Gerrit makes reviews easier by showing changes in a side-by-side display, and allowing inline comments to be added by any reviewer.
Gerrit simplifies Git based project maintainership by permitting any authorized user to submit changes to the master Git repository, rather than requiring all approved changes to be merged in by hand by the project maintainer.
For information about how to install and use Gerrit, refer to the documentation.
Our canonical Git repository is located on googlesource.com. There is a mirror of the repository on Github.
Please report bugs on the issue tracker.
Gerrit is the work of hundreds of contributors.
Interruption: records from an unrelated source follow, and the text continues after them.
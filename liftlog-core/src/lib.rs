//! LiftLog core: workout session editing, the rest timer, and the client
//! for the remote workout data service.

pub mod commands;
pub mod config;
pub mod error;
pub mod notify;
pub mod prefs;
pub mod service;
pub mod session;
pub mod timer;

pub use config::AppConfig;
pub use error::{LiftLogError, Result};
pub use notify::{DesktopNotifier, NotificationSink, Toast, ToastLevel};
pub use prefs::PreferenceStore;
pub use service::{DataService, HttpDataService};
pub use session::{PendingSave, Session, SessionEditor};
pub use timer::{RestDuration, RestTimer, RestTimerDriver, TimerPhase};

// Test doubles for downstream tests, behind the `testing` feature.
#[cfg(any(test, feature = "testing"))]
pub use notify::RecordingNotifier;
#[cfg(any(test, feature = "testing"))]
pub use service::InMemoryDataService;
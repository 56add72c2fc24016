use std::sync::atomic::{AtomicBool, AtomicU64, Ordering};
use std::sync::{Mutex, MutexGuard, PoisonError};
use std::time::Duration;

use async_trait::async_trait;
use chrono::NaiveDate;

use super::types::{
    Exercise, ExerciseStats, Template, TemplateInput, User, WorkoutRecord, WorkoutUpsert,
};
use super::DataService;
use crate::error::{LiftLogError, Result};

#[derive(Default)]
struct Store {
    users: Vec<User>,
    /// (owner, exercise)
    exercises: Vec<(String, Exercise)>,
    workouts: Vec<WorkoutRecord>,
    /// (owner, template)
    templates: Vec<(String, Template)>,
    saved: Vec<WorkoutUpsert>,
}

/// In-process `DataService` with the backend's semantics: login and
/// exercise creation are create-or-get by name, workouts upsert by
/// (user, date), stats are computed from stored workouts.
///
/// Every workout upsert body is recorded so tests can inspect exactly what
/// was sent. Failures can be injected to exercise error paths.
#[derive(Default)]
pub struct InMemoryDataService {
    store: Mutex<Store>,
    next_id: AtomicU64,
    offline: AtomicBool,
    reject_saves: AtomicBool,
    /// Latency of workout saves, in milliseconds.
    save_delay_ms: AtomicU64,
}

impl InMemoryDataService {
    pub fn new() -> Self {
        Self::default()
    }

    fn lock(&self) -> MutexGuard<'_, Store> {
        self.store.lock().unwrap_or_else(PoisonError::into_inner)
    }

    fn next_id(&self, prefix: &str) -> String {
        format!("{}-{}", prefix, self.next_id.fetch_add(1, Ordering::Relaxed) + 1)
    }

    fn check_online(&self) -> Result<()> {
        if self.offline.load(Ordering::SeqCst) {
            return Err(LiftLogError::Unreachable("connection refused".to_string()));
        }
        Ok(())
    }

    /// Every request fails as if the service were down.
    pub fn set_offline(&self, offline: bool) {
        self.offline.store(offline, Ordering::SeqCst);
    }

    /// Workout saves answer with a server error.
    pub fn set_reject_saves(&self, reject: bool) {
        self.reject_saves.store(reject, Ordering::SeqCst);
    }

    /// Workout saves take `delay` before they are stored.
    pub fn set_save_delay(&self, delay: Duration) {
        self.save_delay_ms
            .store(delay.as_millis() as u64, Ordering::SeqCst);
    }

    /// Workout upsert bodies in the order they were received.
    pub fn saved_snapshots(&self) -> Vec<WorkoutUpsert> {
        self.lock().saved.clone()
    }

    pub fn save_count(&self) -> usize {
        self.lock().saved.len()
    }

    /// Seed a stored workout directly.
    pub fn insert_workout(&self, record: WorkoutRecord) {
        let mut store = self.lock();
        store
            .workouts
            .retain(|w| !(w.user_id == record.user_id && w.date == record.date));
        store.workouts.push(record);
    }

    pub fn stored_workout(&self, user_id: &str, date: NaiveDate) -> Option<WorkoutRecord> {
        self.lock()
            .workouts
            .iter()
            .find(|w| w.user_id == user_id && w.date == date)
            .cloned()
    }
}

fn not_found(what: &str) -> LiftLogError {
    LiftLogError::Server {
        status: 404,
        message: format!("{} not found", what),
    }
}

#[async_trait]
impl DataService for InMemoryDataService {
    async fn login(&self, name: &str) -> Result<User> {
        self.check_online()?;
        if let Some(user) = self.lock().users.iter().find(|u| u.name == name) {
            return Ok(user.clone());
        }
        let user = User {
            id: self.next_id("user"),
            name: name.to_string(),
        };
        self.lock().users.push(user.clone());
        Ok(user)
    }

    async fn get_user(&self, user_id: &str) -> Result<User> {
        self.check_online()?;
        self.lock()
            .users
            .iter()
            .find(|u| u.id == user_id)
            .cloned()
            .ok_or_else(|| not_found("User"))
    }

    async fn list_exercises(&self, user_id: &str) -> Result<Vec<Exercise>> {
        self.check_online()?;
        Ok(self
            .lock()
            .exercises
            .iter()
            .filter(|(owner, _)| owner == user_id)
            .map(|(_, e)| e.clone())
            .collect())
    }

    async fn create_exercise(&self, user_id: &str, name: &str) -> Result<Exercise> {
        self.check_online()?;
        let existing = self
            .lock()
            .exercises
            .iter()
            .find(|(owner, e)| owner == user_id && e.name == name)
            .map(|(_, e)| e.clone());
        if let Some(exercise) = existing {
            return Ok(exercise);
        }
        let exercise = Exercise {
            id: self.next_id("exercise"),
            name: name.to_string(),
        };
        self.lock()
            .exercises
            .push((user_id.to_string(), exercise.clone()));
        Ok(exercise)
    }

    async fn delete_exercise(&self, exercise_id: &str) -> Result<()> {
        self.check_online()?;
        let mut store = self.lock();
        let before = store.exercises.len();
        store.exercises.retain(|(_, e)| e.id != exercise_id);
        if store.exercises.len() == before {
            return Err(not_found("Exercise"));
        }
        Ok(())
    }

    async fn list_workouts(&self, user_id: &str, limit: usize) -> Result<Vec<WorkoutRecord>> {
        self.check_online()?;
        let mut workouts: Vec<WorkoutRecord> = self
            .lock()
            .workouts
            .iter()
            .filter(|w| w.user_id == user_id)
            .cloned()
            .collect();
        workouts.sort_by(|a, b| b.date.cmp(&a.date));
        workouts.truncate(limit);
        Ok(workouts)
    }

    async fn get_workout(&self, user_id: &str, date: NaiveDate) -> Result<Option<WorkoutRecord>> {
        self.check_online()?;
        Ok(self.stored_workout(user_id, date))
    }

    async fn save_workout(&self, user_id: &str, workout: &WorkoutUpsert) -> Result<WorkoutRecord> {
        let delay = self.save_delay_ms.load(Ordering::SeqCst);
        if delay > 0 {
            tokio::time::sleep(Duration::from_millis(delay)).await;
        }
        self.check_online()?;
        if self.reject_saves.load(Ordering::SeqCst) {
            return Err(LiftLogError::Server {
                status: 500,
                message: "storage unavailable".to_string(),
            });
        }

        let existing_id = self
            .stored_workout(user_id, workout.date)
            .and_then(|w| w.id);
        let record = WorkoutRecord {
            id: Some(existing_id.unwrap_or_else(|| self.next_id("workout"))),
            user_id: user_id.to_string(),
            date: workout.date,
            exercises: workout.exercises.clone(),
        };
        self.insert_workout(record.clone());
        self.lock().saved.push(workout.clone());
        Ok(record)
    }

    async fn delete_workout(&self, workout_id: &str) -> Result<()> {
        self.check_online()?;
        let mut store = self.lock();
        let before = store.workouts.len();
        store
            .workouts
            .retain(|w| w.id.as_deref() != Some(workout_id));
        if store.workouts.len() == before {
            return Err(not_found("Workout"));
        }
        Ok(())
    }

    async fn list_templates(&self, user_id: &str) -> Result<Vec<Template>> {
        self.check_online()?;
        // Newest first, like the backend
        Ok(self
            .lock()
            .templates
            .iter()
            .rev()
            .filter(|(owner, _)| owner == user_id)
            .map(|(_, t)| t.clone())
            .collect())
    }

    async fn create_template(&self, user_id: &str, template: &TemplateInput) -> Result<Template> {
        self.check_online()?;
        let created = Template {
            id: self.next_id("template"),
            name: template.name.clone(),
            exercises: template.exercises.clone(),
        };
        self.lock()
            .templates
            .push((user_id.to_string(), created.clone()));
        Ok(created)
    }

    async fn update_template(
        &self,
        template_id: &str,
        template: &TemplateInput,
    ) -> Result<Template> {
        self.check_online()?;
        let mut store = self.lock();
        let (_, stored) = store
            .templates
            .iter_mut()
            .find(|(_, t)| t.id == template_id)
            .ok_or_else(|| not_found("Template"))?;
        stored.name = template.name.clone();
        stored.exercises = template.exercises.clone();
        Ok(stored.clone())
    }

    async fn delete_template(&self, template_id: &str) -> Result<()> {
        self.check_online()?;
        let mut store = self.lock();
        let before = store.templates.len();
        store.templates.retain(|(_, t)| t.id != template_id);
        if store.templates.len() == before {
            return Err(not_found("Template"));
        }
        Ok(())
    }

    async fn exercise_stats(
        &self,
        user_id: &str,
        exercise_id: &str,
        limit: usize,
    ) -> Result<Vec<ExerciseStats>> {
        let recent = self.list_workouts(user_id, limit).await?;
        let mut stats: Vec<ExerciseStats> = recent
            .iter()
            .filter_map(|w| {
                let entry = w.exercises.iter().find(|e| e.exercise_id == exercise_id)?;
                if entry.sets.is_empty() {
                    return None;
                }
                Some(ExerciseStats {
                    date: w.date,
                    max_weight: entry.sets.iter().map(|s| s.weight).fold(0.0, f64::max),
                    total_reps: entry.sets.iter().map(|s| s.reps).sum(),
                    total_sets: entry.sets.len() as u32,
                })
            })
            .collect();
        stats.reverse();
        Ok(stats)
    }
}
We appreciate your help!
Please read the contribution guidelines.
Note that we do not accept Pull Requests via the Github mirror.
The Developer Mailing list is repo-discuss on Google Groups.
Gerrit is provided under the Apache License 2.0.
Install Bazel and run the following:
git clone --recurse-submodules https://gerrit.googlesource.com/gerrit cd gerrit && bazel build release
The instruction how to configure GerritForge/BinTray repositories is here
On Debian/Ubuntu run:
apt-get update && apt-get install gerrit=<version>-<release>
NOTE: release is a counter that starts with 1 and indicates the number of packages that have been released with the same version of the software.
On CentOS/RedHat run:
yum clean all && yum install gerrit-<version>[-<release>]
On Fedora run:
dnf clean all && dnf install gerrit-<version>[-<release>]
Docker images of Gerrit are available on DockerHub
To run a CentOS 8 based Gerrit image:
docker run -p 8080:8080 gerritcodereview/gerrit[:version]-centos8
To run a Ubuntu 20.04 based Gerrit image:
docker run -p 8080:8080 gerritcodereview/gerrit[:version]-ubuntu20
NOTE: release is optional. Last released package of the version is installed if the release number is omitted.